Abstract
Purpose :
Migraines are complex neurovascular disorders affecting more than a billion people worldwide, typically diagnosed through patient history and subjective symptoms. Evidence suggests that they may also be associated with objective, widespread neurovascular degeneration. This project assessed the diagnostic accuracy of using convolutional neural networks (CNNs) to predict migraines from retinal imaging.
Methods :
Single eyes from 594 individuals were consecutively sampled across all visits from the Centre for Eye Health, divided into 68 single eyes with and 526 without self-reported history of migraines. Participants had otherwise normal, healthy maculae and optic nerves. Colour fundus photography (CFP) images (partitioned as type 1 [macula and optic nerve head (ONH)] and type 2 [ONH]) were each concatenated with optical coherence tomography (OCT) default ONH measures, then inputted through three popular CNNs – Vgg-16, ResNet-50, and Inceptionv3 (Figure 1A-C).
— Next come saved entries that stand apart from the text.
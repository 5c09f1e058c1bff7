//! PostgreSQL repository implementations.

use async_trait::async_trait;
use sea_orm::{ColumnTrait, EntityTrait, PaginatorTrait, QueryFilter, QueryOrder};

use quill_core::domain::{Comment, Post, User};
use quill_core::error::RepoError;
use quill_core::ports::{CommentRepository, PostRepository, UserRepository};

use super::entity::comment::{self, Entity as CommentEntity};
use super::entity::post::{self, Entity as PostEntity};
use super::entity::user::{self, Entity as UserEntity};
use super::postgres_base::PostgresBaseRepository;

/// PostgreSQL user repository.
pub type PostgresUserRepository = PostgresBaseRepository<UserEntity>;

/// PostgreSQL post repository.
pub type PostgresPostRepository = PostgresBaseRepository<PostEntity>;

/// PostgreSQL comment repository.
pub type PostgresCommentRepository = PostgresBaseRepository<CommentEntity>;

/// Mask an email for logging to avoid PII in logs.
fn mask_email(email: &str) -> String {
    if let Some(at_pos) = email.find('@') {
        let (local, domain) = email.split_at(at_pos);
        let masked_local = if local.len() > 1 {
            format!("{}***", &local[..1])
        } else {
            "***".to_string()
        };
        format!("{}{}", masked_local, domain)
    } else {
        "***".to_string()
    }
}

#[async_trait]
impl UserRepository for PostgresUserRepository {
    async fn find_by_email(&self, email: &str) -> Result<Option<User>, RepoError> {
        tracing::debug!(user_email = %mask_email(email), "Finding user by email");

        let result = UserEntity::find()
            .filter(user::Column::Email.eq(email))
            .one(&self.db)
            .await
            .map_err(|e| RepoError::Query(e.to_string()))?;

        Ok(result.map(Into::into))
    }

    async fn count(&self) -> Result<u64, RepoError> {
        UserEntity::find()
            .count(&self.db)
            .await
            .map_err(|e| RepoError::Query(e.to_string()))
    }
}

#[async_trait]
impl PostRepository for PostgresPostRepository {
    async fn list_all(&self) -> Result<Vec<Post>, RepoError> {
        let result = PostEntity::find()
            .order_by_desc(post::Column::CreatedAt)
            .all(&self.db)
            .await
            .map_err(|e| RepoError::Query(e.to_string()))?;

        Ok(result.into_iter().map(Into::into).collect())
    }

    async fn find_by_title(&self, title: &str) -> Result<Option<Post>, RepoError> {
        let result = PostEntity::find()
            .filter(post::Column::Title.eq(title))
            .one(&self.db)
            .await
            .map_err(|e| RepoError::Query(e.to_string()))?;

        Ok(result.map(Into::into))
    }
}

#[async_trait]
impl CommentRepository for PostgresCommentRepository {
    async fn find_by_post_id(&self, post_id: uuid::Uuid) -> Result<Vec<Comment>, RepoError> {
        let result = CommentEntity::find()
            .filter(comment::Column::PostId.eq(post_id))
            .order_by_asc(comment::Column::CreatedAt)
            .all(&self.db)
            .await
            .map_err(|e| RepoError::Query(e.to_string()))?;

        Ok(result.into_iter().map(Into::into).collect())
    }

    async fn delete_by_post_id(&self, post_id: uuid::Uuid) -> Result<u64, RepoError> {
        let result = CommentEntity::delete_many()
            .filter(comment::Column::PostId.eq(post_id))
            .exec(&self.db)
            .await
            .map_err(|e| RepoError::Query(e.to_string()))?;

        Ok(result.rows_affected)
    }
}
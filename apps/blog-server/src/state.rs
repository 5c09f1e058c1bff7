//! Application state - shared across all handlers.
//!
//! All dependencies are constructed here at startup and injected via
//! `web::Data`; nothing lives in module-level globals.

use std::sync::Arc;

use quill_core::ports::{CommentRepository, PasswordService, PostRepository, UserRepository};
use quill_infra::{
    Argon2PasswordService, DatabaseConfig, InMemoryCommentRepository, InMemoryPostRepository,
    InMemoryUserRepository, PostgresCommentRepository, PostgresPostRepository,
    PostgresUserRepository,
};

/// Shared application state.
#[derive(Clone)]
pub struct AppState {
    pub users: Arc<dyn UserRepository>,
    pub posts: Arc<dyn PostRepository>,
    pub comments: Arc<dyn CommentRepository>,
    pub passwords: Arc<dyn PasswordService>,
}

impl AppState {
    /// Build the application state with appropriate implementations.
    pub async fn new(db_config: Option<&DatabaseConfig>) -> Self {
        match db_config {
            Some(config) => match config.connect().await {
                Ok(conn) => {
                    let state = Self {
                        users: Arc::new(PostgresUserRepository::new(conn.clone())),
                        posts: Arc::new(PostgresPostRepository::new(conn.clone())),
                        comments: Arc::new(PostgresCommentRepository::new(conn)),
                        passwords: Arc::new(Argon2PasswordService::new()),
                    };
                    tracing::info!("Application state initialized (postgres)");
                    state
                }
                Err(e) => {
                    tracing::error!(
                        "Failed to connect to database: {}. Using in-memory fallback.",
                        e
                    );
                    Self::in_memory()
                }
            },
            None => {
                tracing::warn!("DATABASE_URL not set. Running without database (in-memory mode).");
                Self::in_memory()
            }
        }
    }

    /// State backed entirely by in-memory repositories.
    pub fn in_memory() -> Self {
        Self {
            users: Arc::new(InMemoryUserRepository::new()),
            posts: Arc::new(InMemoryPostRepository::new()),
            comments: Arc::new(InMemoryCommentRepository::new()),
            passwords: Arc::new(Argon2PasswordService::new()),
        }
    }
}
The primary outcome was diagnostic performance for classifying migraines/no migraines. Class Activation Maps (CAMs) were also generated to visualise regions of interest.
Results :
Diagnostic accuracy (AUC) was good (0.84 [0.8, 0.88] to 0.87 [0.84, 0.91]) and non-different (all P > 0.2) between all three CNNs using type 1 CFP [macula and ONH] data (Figure 1D). Using type 2 CFP [ONH] data, diagnostic accuracy was reduced (all P < 0.05) and poor-to-fair (0.69 [0.62, 0.77] to 0.74 [0.67, 0.81]; Figure 1E). CAMs highlighted that the paravascular arcades were regions of interest (Figure 2).
Conclusions :
From a sample of 594 individuals, CNN analyses of retinal imaging can provide objective and good diagnosis of self-reported history of migraines. Further study with expanded classification of migraines and OCT imaging data is underway.
This abstract was presented at the 2024 ARVO Imaging in the Eye Conference, held in Seattle, WA, May 4, 2024.